Bagaimana prinsip dasar (suatu
objek)? Selanjutnya, pertanyaan kelima ditujukan untuk meletakkan
fondasi-fondasi dan asumsi dasar dari objek yang dikaji. Contohnya, jika
maqashid syariah adalah fondasi ekonomi Islam, bagaimana konsep dan
implementasi hal tersebut dibangun dalam mashlahah? Implementasi konsep
mashlahah dalam perilaku konsumsi seperti misalnya ketika seseorang membeli
tempat untuk tinggal, maka pilihannya tergantung pada keinginan pribadi yang
mempertimbangkan berbagai faktor subjektif, seperti lokasi, harga, kenyamanan,
tipe tempat tinggal, dan sebagainya. Tetapi faktor subjektif tersebut juga akan
mencerminkan mashlahah ketika memenuhi kriteria maqashid syariah, seperti
dengan adanya tempat tinggal tersebut apakah berdampak baik pada upaya
penjagaan agama, akal, jiwa, harta, dan keturunan pemiliknya atau sebaliknya?
Misalnya seorang kepala keluarga bisa jadi akan bermanfaat dan mendatangkan
mashlahah jika ia memilih membeli rumah di perumahan masyarakat yang strategis
dekat dengan tempat ibadah dan tempat strategis lainnya dibandingkan membeli
apartemen yang tempat dan lingkungan sosialnya lebih terbatas.
Penerapan
mashlahah pada konsumsi individual akan sejalan dengan pencapaian mashlahah di
level sosial. Pada contoh pembelian tempat tinggal di atas, pembelian rumah
tinggal yang kebaikan dan manfaat penggunaannya dirasakan oleh orang di
sekitarnya, tetangga dan bahkan lingkungannya, ini membuat pencapaian mashlahah
nya juga untuk sosial. Misalnya rumah tinggal tadi bisa digunakan untuk
silaturahim antar tetangga, tempat pengajian tentu membeli rumah di perumahan
masyarakat akan lebih cocok dibandingkan dengan membeli apartemen.
6.
Bagaimana fungsi dan peran
sejarah dalam pengembangan (suatu objek) ilmu ekonomi Islam? Terakhir, untuk
melihat apakah objek yang dikaji adalah sesuatu yang memiliki penerapan secara
historis Islam, maka peran sejarah sangat dibutuhkan. Akan tetapi, jika objek
kajian tersebut baru maka bagaimana ilmu ekonomi Islam memperlakukannya? Untuk
melihat apakah mashlahah ini merupakan objek yang baru atau lama dalam ekonomi
Islam. Apakah ditemukan literatur– literatur lama yang menyebutkan konsep
mashlahah baik secara eksplisit maupun implisit, dan seterusnya.
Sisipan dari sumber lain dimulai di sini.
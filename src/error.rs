use thiserror::Error;

#[derive(Error, Debug)]
pub enum FlamegenError {
    #[error("Transform catalog is empty: cannot synthesize iterators")]
    EmptyTransformCatalog,

    #[error("Configuration error: {0}")]
    Configuration(String),

    #[error("Generator options carry no base genome")]
    MissingBaseGenome,
}

pub type Result<T> = std::result::Result<T, FlamegenError>;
C. DEFINISI ILMU EKONOMI ISLAM
Ekonomi adalah
ilmu sosial yang mempelajari aktifitas manusia yang berhubungan dengan
produksi, distribusi, dan konsumsi terhadap barang dan jasa. Istilah “ekonomi”
sendiri berasal dari bahasa Yunani, yaitu oikos yang berarti “keluarga, rumah
tangga” dan nomos yang berarti “peraturan, aturan, hukum”. Secara garis besar,
ekonomi diartikan sebagai “aturan rumah tangga” atau “manajemen rumah tangga”.
Ekonomi mencakup kegiatan kontemplasi dalam rangka berkreasi
dan berinovasi untuk
dijadikan solusi dalam memenuhi kebutuhan hidup. Solusi ini
menjawab hal yang berkaitan dengan produksi, distribusi dan konsumsi.
Ekonomi Islam
dalam bahasa Arab diistilahkan dengan al-iqtishad al-Islami. Iqtishad (ekonomi)
didefinisikan sebagai pengetahuan tentang aturan yang berkaitan dengan produksi
kekayaan, mendistribusikan dan mengonsumsinya.[7]
Ekonomi Islam merupakan ilmu yang mempelajari perilaku ekonomi manusia yang
perilakunya diatur berdasarkan aturan agama Islam dan didasari dengan tauhid
sebagaimana dirangkum dalam rukun iman dan rukun Islam.
Terdapat
perbedaan penafsiran, pendekatan, dan metodologi yang digunakan oleh para
ekonom muslim dalam membentuk konsep ekonomi Islam. Hal ini disebabkan adanya
perbedaan latar belakang pendidikan, keahlian, dan pengalaman yang dimiliki.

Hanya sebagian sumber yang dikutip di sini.